Söylediği ile dudaklarım kıvrıldı. Kalbinin üzerinden öptüm. Gözlerimi kapadım. Bir süre sonra bedenim havalandı. Sonrada soğuk çarşafla buluştu. Şakağıma dudaklarını bastırdı. Eli saçlarımda gezindi. Üzerimi örttü. Sonrasında kapının kapanma sesi duyuldu. Gözümden yastığa bir damla yaş aktı. Yapma Yüzbaşı. Bırakmam dedin bırakma. Gitme ne olur.

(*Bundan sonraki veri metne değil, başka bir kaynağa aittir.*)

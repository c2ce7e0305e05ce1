//! Invoice listing, lookup and download endpoints.

use axum::{
    extract::{Path, Query, State},
    http::header,
    response::IntoResponse,
    Json,
};
use chrono::{DateTime, Utc};
use serde::{Deserialize, Serialize};
use service_core::error::AppError;
use uuid::Uuid;

use crate::gateway::{ListParams, DEFAULT_LIST_LIMIT};
use crate::models::Invoice;
use crate::startup::AppState;

#[derive(Debug, Serialize)]
pub struct InvoiceResponse {
    pub id: String,
    pub customer: String,
    pub currency: String,
    pub total: String,
    pub raw_total: i64,
    pub subtotal: String,
    pub paid: bool,
    pub date: DateTime<Utc>,
    pub line_count: usize,
}

impl From<&Invoice> for InvoiceResponse {
    fn from(invoice: &Invoice) -> Self {
        Self {
            id: invoice.id().to_string(),
            customer: invoice.customer().to_string(),
            currency: invoice.currency().to_string(),
            total: invoice.total(),
            raw_total: invoice.raw_total(),
            subtotal: invoice.subtotal(),
            paid: invoice.paid(),
            date: invoice.date(),
            line_count: invoice.lines().len(),
        }
    }
}

#[derive(Debug, Deserialize)]
pub struct ListInvoicesQuery {
    #[serde(default)]
    pub include_pending: bool,
    pub limit: Option<u32>,
    pub starting_after: Option<String>,
}

pub async fn list_invoices(
    State(state): State<AppState>,
    Path(owner_id): Path<Uuid>,
    Query(query): Query<ListInvoicesQuery>,
) -> Result<Json<Vec<InvoiceResponse>>, AppError> {
    let owner = state.billing.find_billable(owner_id).await?;
    let params = ListParams {
        limit: query.limit.unwrap_or(DEFAULT_LIST_LIMIT).clamp(1, 100),
        starting_after: query.starting_after,
        ending_before: None,
    };

    let invoices = state
        .billing
        .invoices(&owner, query.include_pending, params)
        .await?;

    Ok(Json(invoices.iter().map(InvoiceResponse::from).collect()))
}

pub async fn get_invoice(
    State(state): State<AppState>,
    Path((owner_id, invoice_id)): Path<(Uuid, String)>,
) -> Result<Json<InvoiceResponse>, AppError> {
    let owner = state.billing.find_billable(owner_id).await?;
    let invoice = state
        .billing
        .find_invoice_or_fail(&owner, &invoice_id)
        .await?;
    Ok(Json(InvoiceResponse::from(&invoice)))
}

pub async fn download_invoice(
    State(state): State<AppState>,
    Path((owner_id, invoice_id)): Path<(Uuid, String)>,
) -> Result<impl IntoResponse, AppError> {
    let owner = state.billing.find_billable(owner_id).await?;
    let document = state
        .billing
        .download_invoice(&owner, &invoice_id, &state.invoice_header)
        .await?;

    Ok((
        [
            (header::CONTENT_TYPE, document.content_type.to_string()),
            (
                header::CONTENT_DISPOSITION,
                format!("attachment; filename=\"{}\"", document.filename),
            ),
        ],
        document.body,
    ))
}
//! Fluent creation of new subscriptions.

use chrono::{DateTime, Duration, Utc};
use rust_decimal::Decimal;
use tracing::{info, instrument};

use crate::error::{BillingError, BillingResult};
use crate::gateway::{CreateSubscriptionRequest, TrialEnd};
use crate::models::{Billable, Subscription};
use crate::services::billing::{BillingService, CustomerOptions};
use crate::services::metrics::record_subscription_operation;

/// Collects the parameters of a subscription before it is created remotely
/// and persisted locally.
pub struct SubscriptionBuilder<'a, B: Billable> {
    billing: &'a BillingService<B>,
    name: String,
    plan: String,
    quantity: i32,
    trial_ends_at: Option<DateTime<Utc>>,
    /// Trial length that cannot be represented as an end date.
    invalid_trial_days: Option<i64>,
    skip_trial: bool,
    coupon: Option<String>,
}

impl<'a, B: Billable> SubscriptionBuilder<'a, B> {
    pub(crate) fn new(billing: &'a BillingService<B>, name: &str, plan: &str) -> Self {
        Self {
            billing,
            name: name.to_string(),
            plan: plan.to_string(),
            quantity: 1,
            trial_ends_at: None,
            invalid_trial_days: None,
            skip_trial: false,
            coupon: None,
        }
    }

    pub fn quantity(mut self, quantity: i32) -> Self {
        self.quantity = quantity;
        self
    }

    /// Trial lasting `days` from now.
    ///
    /// An out-of-range `days` is reported by `create`.
    pub fn trial_days(mut self, days: i64) -> Self {
        match Duration::try_days(days).and_then(|trial| Utc::now().checked_add_signed(trial)) {
            Some(trial_ends_at) => {
                self.trial_ends_at = Some(trial_ends_at);
                self.invalid_trial_days = None;
            }
            None => self.invalid_trial_days = Some(days),
        }
        self
    }

    pub fn trial_until(mut self, trial_ends_at: DateTime<Utc>) -> Self {
        self.trial_ends_at = Some(trial_ends_at);
        self.invalid_trial_days = None;
        self
    }

    /// Start billing immediately, even if the plan has a trial.
    pub fn skip_trial(mut self) -> Self {
        self.skip_trial = true;
        self
    }

    pub fn with_coupon(mut self, coupon: impl Into<String>) -> Self {
        self.coupon = Some(coupon.into());
        self
    }

    fn trial_end(&self) -> Option<TrialEnd> {
        if self.skip_trial {
            Some(TrialEnd::Now)
        } else {
            self.trial_ends_at.map(TrialEnd::At)
        }
    }

    /// Create the subscription for an owner that is already a remote customer.
    pub async fn add(self, owner: &mut B) -> BillingResult<Subscription> {
        self.create(owner, None, CustomerOptions::default()).await
    }

    /// Create the subscription, making the owner a remote customer first if needed.
    #[instrument(skip(self, owner, token, options), fields(owner_id = %owner.billable_id(), name = %self.name, plan = %self.plan))]
    pub async fn create(
        self,
        owner: &mut B,
        token: Option<&str>,
        options: CustomerOptions,
    ) -> BillingResult<Subscription> {
        if self.quantity < 1 {
            return Err(BillingError::InvalidArgument(format!(
                "Subscription quantity must be at least 1, got {}.",
                self.quantity
            )));
        }

        if let Some(days) = self.invalid_trial_days {
            return Err(BillingError::InvalidArgument(format!(
                "Trial of {} days is out of range.",
                days
            )));
        }

        let customer_id = match owner.stripe_id() {
            Some(customer_id) => {
                let customer_id = customer_id.to_string();
                if let Some(token) = token {
                    self.billing.update_card(owner, token).await?;
                }
                customer_id
            }
            None => self.billing.create_as_customer(owner, token, options).await?.id,
        };

        let tax_percent = self.billing.tax_percentage(owner);
        let request = CreateSubscriptionRequest {
            customer: customer_id,
            plan: self.plan.clone(),
            quantity: self.quantity,
            trial_end: self.trial_end(),
            coupon: self.coupon.clone(),
            tax_percent: (tax_percent != Decimal::ZERO).then_some(tax_percent),
        };

        let remote = self.billing.gateway().create_subscription(&request).await?;

        let trial_ends_at = if self.skip_trial {
            None
        } else {
            self.trial_ends_at
        };
        let subscription = Subscription::new(
            owner.billable_id(),
            self.name.as_str(),
            remote.id,
            self.plan.as_str(),
            self.quantity,
            trial_ends_at,
        );

        self.billing
            .subscription_store()
            .create_subscription(&subscription)
            .await?;

        record_subscription_operation(&subscription.name, "create");
        info!(
            subscription_id = %subscription.subscription_id,
            stripe_id = %subscription.stripe_id,
            "Subscription created"
        );

        Ok(subscription)
    }
}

Bir kaç dakika sonra dış kapının sesi duyuldu. Bende yerimden doğruldum. Üzerime siyah kot pantolon ve balıkçı yaka bir kazak geçirdim. Deri ceketimi üzerime alıp çıktım. O taksi ile gitmişti. Arabası kapıdaydı. Elimdeki anahtarı sıktım. Sürücü koltuğuna yerleşip bende peşinden gittim. Bir süre sonra bindiği taksi görüş açıma girdi. Takip mesafesini korudum. Bir süre sonra bir parkta durdu. Aracın içinden onu izledim. Adımları o kadının karşısında durdu. SİNEM!.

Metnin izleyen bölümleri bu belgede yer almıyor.